Please copy out each line of the entries in which "model" appears.
----
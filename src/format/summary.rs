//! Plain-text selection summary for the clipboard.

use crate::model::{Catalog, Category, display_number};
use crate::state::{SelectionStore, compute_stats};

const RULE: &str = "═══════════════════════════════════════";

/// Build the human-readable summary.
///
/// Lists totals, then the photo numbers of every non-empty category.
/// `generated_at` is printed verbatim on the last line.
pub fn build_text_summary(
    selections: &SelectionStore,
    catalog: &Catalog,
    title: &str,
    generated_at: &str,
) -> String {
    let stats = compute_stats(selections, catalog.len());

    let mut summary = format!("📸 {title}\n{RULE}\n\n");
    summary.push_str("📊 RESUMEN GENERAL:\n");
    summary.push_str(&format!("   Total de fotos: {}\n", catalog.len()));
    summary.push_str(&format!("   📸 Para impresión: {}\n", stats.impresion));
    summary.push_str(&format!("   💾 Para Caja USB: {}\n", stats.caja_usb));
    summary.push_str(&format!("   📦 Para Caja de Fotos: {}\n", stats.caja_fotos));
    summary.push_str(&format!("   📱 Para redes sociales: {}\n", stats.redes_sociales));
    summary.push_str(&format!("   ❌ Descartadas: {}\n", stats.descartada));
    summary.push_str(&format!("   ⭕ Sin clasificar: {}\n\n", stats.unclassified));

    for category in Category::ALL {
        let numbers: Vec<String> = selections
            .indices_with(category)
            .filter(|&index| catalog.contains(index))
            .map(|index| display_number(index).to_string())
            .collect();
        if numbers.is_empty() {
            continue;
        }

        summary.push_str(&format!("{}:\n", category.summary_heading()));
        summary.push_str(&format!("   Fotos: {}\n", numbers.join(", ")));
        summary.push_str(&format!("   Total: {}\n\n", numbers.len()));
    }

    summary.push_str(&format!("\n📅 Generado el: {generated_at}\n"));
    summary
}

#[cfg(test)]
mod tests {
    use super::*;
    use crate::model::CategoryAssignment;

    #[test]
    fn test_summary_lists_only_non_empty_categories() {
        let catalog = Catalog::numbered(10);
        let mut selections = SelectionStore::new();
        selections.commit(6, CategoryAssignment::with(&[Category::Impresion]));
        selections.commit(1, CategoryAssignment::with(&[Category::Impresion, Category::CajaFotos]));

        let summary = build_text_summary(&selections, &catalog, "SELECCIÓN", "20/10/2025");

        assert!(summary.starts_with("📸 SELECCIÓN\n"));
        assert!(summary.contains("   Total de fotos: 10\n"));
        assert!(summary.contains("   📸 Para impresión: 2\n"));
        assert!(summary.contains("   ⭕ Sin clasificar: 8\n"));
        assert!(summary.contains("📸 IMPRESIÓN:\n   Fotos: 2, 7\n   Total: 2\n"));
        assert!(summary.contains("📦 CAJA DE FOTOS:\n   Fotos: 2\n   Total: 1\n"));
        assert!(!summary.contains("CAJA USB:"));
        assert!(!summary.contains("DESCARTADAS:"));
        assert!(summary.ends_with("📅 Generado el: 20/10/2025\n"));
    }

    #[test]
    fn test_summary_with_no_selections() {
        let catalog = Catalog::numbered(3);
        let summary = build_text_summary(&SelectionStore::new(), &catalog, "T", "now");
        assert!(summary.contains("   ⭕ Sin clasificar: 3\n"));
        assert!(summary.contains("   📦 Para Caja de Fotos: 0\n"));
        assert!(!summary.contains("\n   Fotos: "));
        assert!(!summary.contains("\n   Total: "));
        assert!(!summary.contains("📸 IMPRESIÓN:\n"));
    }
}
----
**Written response**
use crate::model::{Catalog, Category, display_number};
    use crate::model::CategoryAssignment;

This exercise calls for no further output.